M. Saint-Marc Girardin est le libéral par excellence en littérature. On n’est pas libéral sans être conservateur ; aussi est-il fidèle, comme je l’ai dit, au goût français, à la tradition classique. On n’est pas libéral, si l’on se laisse prévenir contre toutes nouveautés ; aussi ne les craint-il pas. Le Cours de Littérature dramatique n’interdit pas à l’art de tenter de nouvelles voies, et, si quelque beauté se présente, il ne lui demande pas si elle vient de la liberté ou de la règle.

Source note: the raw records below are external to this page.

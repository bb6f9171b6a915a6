use crate::coords::{ColorRgba, Mat3x2, Rect};

use super::{
    BlendState, MAX_SAMPLER_SLOTS, RasterizerState, SamplerState, ShaderStage, StageShader,
    StateSnapshot,
};

/// Mutable "currently pending" render state, independent of GPU binding.
///
/// Every setter takes effect for draws recorded after it; nothing is pushed
/// to the backend here. `reset_overrides()` runs at the start of each
/// recording cycle: shader overrides and the color constants revert to
/// defaults, while blend/rasterizer/sampler state and transforms persist
/// across frames.
#[derive(Debug, Default)]
pub struct StateTracker {
    pending: StateSnapshot,
}

impl StateTracker {
    pub fn new() -> Self {
        Self::default()
    }

    /// The full pending state, as the next draw entry would record it.
    #[inline]
    pub fn pending(&self) -> &StateSnapshot {
        &self.pending
    }

    // ── blend / rasterizer / sampler ──────────────────────────────────────

    #[inline]
    pub fn blend_state(&self) -> BlendState {
        self.pending.blend
    }

    #[inline]
    pub fn set_blend_state(&mut self, state: BlendState) {
        self.pending.blend = state;
    }

    #[inline]
    pub fn rasterizer_state(&self) -> RasterizerState {
        self.pending.rasterizer
    }

    #[inline]
    pub fn set_rasterizer_state(&mut self, state: RasterizerState) {
        self.pending.rasterizer = state;
    }

    /// Returns the pending sampler for `stage`/`slot`; out-of-range slots
    /// read as the default sampler.
    pub fn sampler_state(&self, stage: ShaderStage, slot: usize) -> SamplerState {
        if slot < MAX_SAMPLER_SLOTS {
            self.pending.samplers[stage.index()][slot]
        } else {
            SamplerState::default()
        }
    }

    /// Sets the pending sampler for `stage`/`slot`. Out-of-range slots are
    /// ignored.
    pub fn set_sampler_state(&mut self, stage: ShaderStage, slot: usize, state: SamplerState) {
        if slot < MAX_SAMPLER_SLOTS {
            self.pending.samplers[stage.index()][slot] = state;
        } else {
            log::debug!("sampler slot {slot} out of range; ignored");
        }
    }

    // ── shader overrides ──────────────────────────────────────────────────

    #[inline]
    pub fn custom_vs(&self) -> StageShader {
        self.pending.custom_vs
    }

    #[inline]
    pub fn set_custom_vs(&mut self, shader: StageShader) {
        self.pending.custom_vs = shader;
    }

    #[inline]
    pub fn custom_ps(&self) -> StageShader {
        self.pending.custom_ps
    }

    #[inline]
    pub fn set_custom_ps(&mut self, shader: StageShader) {
        self.pending.custom_ps = shader;
    }

    // ── transforms ────────────────────────────────────────────────────────

    #[inline]
    pub fn local_transform(&self) -> Mat3x2 {
        self.pending.local
    }

    #[inline]
    pub fn set_local_transform(&mut self, matrix: Mat3x2) {
        self.pending.local = matrix;
    }

    #[inline]
    pub fn camera_transform(&self) -> Mat3x2 {
        self.pending.camera
    }

    #[inline]
    pub fn set_camera_transform(&mut self, matrix: Mat3x2) {
        self.pending.camera = matrix;
    }

    /// Largest scale factor of the composed local x camera transform.
    ///
    /// Adaptive tessellation uses this to derive screen-space radii, so a
    /// zoomed-in camera never reveals faceting on a locally small circle.
    #[inline]
    pub fn max_scaling(&self) -> f32 {
        (self.pending.local * self.pending.camera).max_scale_factor()
    }

    // ── color constants ───────────────────────────────────────────────────

    #[inline]
    pub fn color_mul(&self) -> ColorRgba {
        self.pending.color_mul
    }

    #[inline]
    pub fn set_color_mul(&mut self, color: ColorRgba) {
        self.pending.color_mul = color;
    }

    #[inline]
    pub fn color_add(&self) -> ColorRgba {
        self.pending.color_add
    }

    #[inline]
    pub fn set_color_add(&mut self, color: ColorRgba) {
        self.pending.color_add = color;
    }

    // ── scissor ───────────────────────────────────────────────────────────

    #[inline]
    pub fn scissor_rect(&self) -> Option<Rect> {
        self.pending.scissor
    }

    #[inline]
    pub fn set_scissor_rect(&mut self, rect: Option<Rect>) {
        self.pending.scissor = rect;
    }

    // ── cycle boundary ────────────────────────────────────────────────────

    /// Reverts per-cycle state at the start of a new recording cycle:
    /// shader overrides and color constants go back to defaults.
    pub fn reset_overrides(&mut self) {
        self.pending.custom_vs = StageShader::Standard;
        self.pending.custom_ps = StageShader::Standard;
        self.pending.color_mul = ColorRgba::white();
        self.pending.color_add = ColorRgba::transparent();
    }
}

Sauvez le fond, respectez la nature humaine ; ne logez pas dans un cœur bas une vertu sublime ; ne nous donnez pas des pères et des mères qui ne soient ni les nôtres ni nous ; entre les bons et les mauvais instincts du cœur humain, tirez vos effets dramatiques des bons ; tenez votre drame le plus près de la vie ; faites qu’on en sorte, sinon purgé, comme le croulait le grand Corneille, qui n’est pourtant pas un si mauvais guide, mais fortifié dans ses bons sentimens, et un peu plus en garde contre ses défauts : et, quant aux moyens, soyez libre. Pour une beauté de sentiment ou de passion, je vous passe volontiers une règle ; je vous les passerais toutes pour une pièce d’où je reviendrais touché et plus fort pour le bien. Fidélité au caractère moral du drame, liberté dans l’invention, voilà toute la poétique du Cours de Littérature dramatique. L’auteur sait d’ailleurs que le talent qui trouve les beautés n’a pas besoin des mauvais moyens, et que tout ce qui est beau dans le drame, s’il n’est pas selon les règles, ne doit pas en être bien loin.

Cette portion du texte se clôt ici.